- _YOUR GOAL_
Of the entries below, restate word for word only the section that runs from the line with "pub fn edge_between(&self, a: VertexId, b: VertexId)" to the line with "Add one unit", counting both ends.

- _SUPPLIED MATERIAL_
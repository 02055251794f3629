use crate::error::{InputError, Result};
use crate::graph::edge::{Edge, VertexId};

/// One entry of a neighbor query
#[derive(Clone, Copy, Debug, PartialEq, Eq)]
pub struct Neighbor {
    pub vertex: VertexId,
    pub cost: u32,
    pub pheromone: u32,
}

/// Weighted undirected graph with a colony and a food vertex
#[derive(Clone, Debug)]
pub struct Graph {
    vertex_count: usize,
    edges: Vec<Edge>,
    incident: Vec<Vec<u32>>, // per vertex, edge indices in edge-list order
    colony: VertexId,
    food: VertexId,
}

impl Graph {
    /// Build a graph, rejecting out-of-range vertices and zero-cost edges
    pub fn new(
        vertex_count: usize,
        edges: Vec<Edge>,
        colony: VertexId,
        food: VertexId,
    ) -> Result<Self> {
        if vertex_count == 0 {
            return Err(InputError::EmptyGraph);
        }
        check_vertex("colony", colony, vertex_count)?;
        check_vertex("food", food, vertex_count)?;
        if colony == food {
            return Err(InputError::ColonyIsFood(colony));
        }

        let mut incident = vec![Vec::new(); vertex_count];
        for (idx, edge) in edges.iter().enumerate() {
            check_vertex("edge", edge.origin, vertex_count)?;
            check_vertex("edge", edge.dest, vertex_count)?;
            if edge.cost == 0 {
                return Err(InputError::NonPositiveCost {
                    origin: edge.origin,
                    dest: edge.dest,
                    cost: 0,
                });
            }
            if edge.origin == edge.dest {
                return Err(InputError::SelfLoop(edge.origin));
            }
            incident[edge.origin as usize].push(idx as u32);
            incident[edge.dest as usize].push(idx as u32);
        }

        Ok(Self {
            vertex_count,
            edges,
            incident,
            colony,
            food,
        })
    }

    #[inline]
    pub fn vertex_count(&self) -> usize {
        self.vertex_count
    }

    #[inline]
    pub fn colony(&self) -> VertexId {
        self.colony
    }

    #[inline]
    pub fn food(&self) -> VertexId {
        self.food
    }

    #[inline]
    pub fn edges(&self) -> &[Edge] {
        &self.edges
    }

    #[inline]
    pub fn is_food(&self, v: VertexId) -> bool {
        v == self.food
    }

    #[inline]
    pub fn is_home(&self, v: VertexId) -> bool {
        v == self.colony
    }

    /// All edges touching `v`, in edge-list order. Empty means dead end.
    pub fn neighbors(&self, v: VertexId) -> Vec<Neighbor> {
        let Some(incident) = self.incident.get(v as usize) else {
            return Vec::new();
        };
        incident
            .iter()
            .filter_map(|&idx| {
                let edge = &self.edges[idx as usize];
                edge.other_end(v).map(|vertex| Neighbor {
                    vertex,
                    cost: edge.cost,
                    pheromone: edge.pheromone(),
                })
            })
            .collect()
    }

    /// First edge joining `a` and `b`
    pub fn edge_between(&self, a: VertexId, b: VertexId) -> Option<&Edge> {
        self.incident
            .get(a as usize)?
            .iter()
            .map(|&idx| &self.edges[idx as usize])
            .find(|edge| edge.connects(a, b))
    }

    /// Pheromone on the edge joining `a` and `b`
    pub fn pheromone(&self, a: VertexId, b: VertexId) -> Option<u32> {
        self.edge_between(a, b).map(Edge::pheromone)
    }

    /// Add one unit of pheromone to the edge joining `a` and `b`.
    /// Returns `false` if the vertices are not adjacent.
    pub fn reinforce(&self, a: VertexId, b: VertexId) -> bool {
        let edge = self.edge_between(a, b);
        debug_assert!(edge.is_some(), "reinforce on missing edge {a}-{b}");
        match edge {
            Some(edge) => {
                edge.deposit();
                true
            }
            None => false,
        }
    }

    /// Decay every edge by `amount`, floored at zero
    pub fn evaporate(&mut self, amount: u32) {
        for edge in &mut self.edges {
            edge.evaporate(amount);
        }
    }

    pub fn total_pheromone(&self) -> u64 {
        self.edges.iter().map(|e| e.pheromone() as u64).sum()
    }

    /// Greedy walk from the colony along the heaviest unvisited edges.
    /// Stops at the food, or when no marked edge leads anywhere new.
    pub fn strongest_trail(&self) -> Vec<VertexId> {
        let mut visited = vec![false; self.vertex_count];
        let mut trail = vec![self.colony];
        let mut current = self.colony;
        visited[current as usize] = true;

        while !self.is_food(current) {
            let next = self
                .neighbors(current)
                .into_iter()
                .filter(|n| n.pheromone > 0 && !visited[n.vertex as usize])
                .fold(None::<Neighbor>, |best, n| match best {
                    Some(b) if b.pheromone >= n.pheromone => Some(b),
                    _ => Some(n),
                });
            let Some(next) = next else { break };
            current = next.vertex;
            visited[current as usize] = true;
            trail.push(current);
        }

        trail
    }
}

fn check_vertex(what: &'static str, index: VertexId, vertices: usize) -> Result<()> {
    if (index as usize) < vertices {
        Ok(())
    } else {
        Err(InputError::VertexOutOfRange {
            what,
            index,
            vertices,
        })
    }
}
...
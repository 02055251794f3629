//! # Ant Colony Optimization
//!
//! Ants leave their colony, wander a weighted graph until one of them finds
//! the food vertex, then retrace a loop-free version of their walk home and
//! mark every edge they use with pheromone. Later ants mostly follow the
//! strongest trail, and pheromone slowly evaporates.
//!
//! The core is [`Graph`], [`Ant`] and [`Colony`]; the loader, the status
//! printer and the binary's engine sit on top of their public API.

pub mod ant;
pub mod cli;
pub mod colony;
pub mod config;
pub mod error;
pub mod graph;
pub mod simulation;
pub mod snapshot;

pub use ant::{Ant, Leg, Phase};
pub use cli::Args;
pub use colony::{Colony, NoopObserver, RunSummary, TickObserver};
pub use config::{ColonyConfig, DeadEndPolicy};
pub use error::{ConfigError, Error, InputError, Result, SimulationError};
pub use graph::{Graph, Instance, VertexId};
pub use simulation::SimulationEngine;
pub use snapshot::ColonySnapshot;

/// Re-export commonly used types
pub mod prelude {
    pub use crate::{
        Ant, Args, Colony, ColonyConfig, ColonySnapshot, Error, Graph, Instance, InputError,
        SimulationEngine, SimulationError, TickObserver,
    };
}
...
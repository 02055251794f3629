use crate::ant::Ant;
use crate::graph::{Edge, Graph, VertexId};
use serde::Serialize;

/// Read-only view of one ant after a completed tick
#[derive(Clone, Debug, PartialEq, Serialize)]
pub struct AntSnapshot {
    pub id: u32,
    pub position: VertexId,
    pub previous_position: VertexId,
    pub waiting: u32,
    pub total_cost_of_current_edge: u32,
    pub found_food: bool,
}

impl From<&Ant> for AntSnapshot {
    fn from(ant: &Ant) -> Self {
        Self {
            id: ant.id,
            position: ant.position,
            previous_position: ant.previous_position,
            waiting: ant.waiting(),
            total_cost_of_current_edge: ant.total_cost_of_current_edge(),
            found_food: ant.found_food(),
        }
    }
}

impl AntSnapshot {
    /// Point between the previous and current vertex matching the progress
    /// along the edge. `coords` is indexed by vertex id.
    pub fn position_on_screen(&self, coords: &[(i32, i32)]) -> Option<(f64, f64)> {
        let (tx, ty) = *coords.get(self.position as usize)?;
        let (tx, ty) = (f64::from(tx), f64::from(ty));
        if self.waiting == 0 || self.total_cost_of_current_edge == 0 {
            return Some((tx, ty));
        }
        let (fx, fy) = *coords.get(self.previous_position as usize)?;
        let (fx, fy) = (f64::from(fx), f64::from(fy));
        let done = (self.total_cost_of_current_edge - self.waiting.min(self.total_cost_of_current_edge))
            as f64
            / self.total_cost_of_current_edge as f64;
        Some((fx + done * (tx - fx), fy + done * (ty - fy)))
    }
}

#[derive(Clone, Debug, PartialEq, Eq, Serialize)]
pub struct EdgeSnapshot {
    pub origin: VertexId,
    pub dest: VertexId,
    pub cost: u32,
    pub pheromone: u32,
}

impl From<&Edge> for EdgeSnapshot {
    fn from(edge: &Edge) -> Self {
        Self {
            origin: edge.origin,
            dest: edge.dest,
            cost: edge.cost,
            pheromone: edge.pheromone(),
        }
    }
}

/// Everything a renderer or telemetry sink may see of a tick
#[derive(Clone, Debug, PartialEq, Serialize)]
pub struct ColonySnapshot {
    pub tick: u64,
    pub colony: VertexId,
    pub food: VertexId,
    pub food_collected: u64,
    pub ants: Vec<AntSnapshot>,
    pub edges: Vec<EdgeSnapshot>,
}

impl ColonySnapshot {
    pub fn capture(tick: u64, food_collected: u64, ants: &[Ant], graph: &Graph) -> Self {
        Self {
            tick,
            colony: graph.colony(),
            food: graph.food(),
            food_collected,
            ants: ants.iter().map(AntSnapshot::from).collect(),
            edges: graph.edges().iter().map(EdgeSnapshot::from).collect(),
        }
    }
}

- _RESULT OF THE TASK_
    pub fn edge_between(&self, a: VertexId, b: VertexId) -> Option<&Edge> {
        self.incident
            .get(a as usize)?
            .iter()
            .map(|&idx| &self.edges[idx as usize])
            .find(|edge| edge.connects(a, b))
    }

    /// Pheromone on the edge joining `a` and `b`
    pub fn pheromone(&self, a: VertexId, b: VertexId) -> Option<u32> {
        self.edge_between(a, b).map(Edge::pheromone)
    }

    /// Add one unit of pheromone to the edge joining `a` and `b`.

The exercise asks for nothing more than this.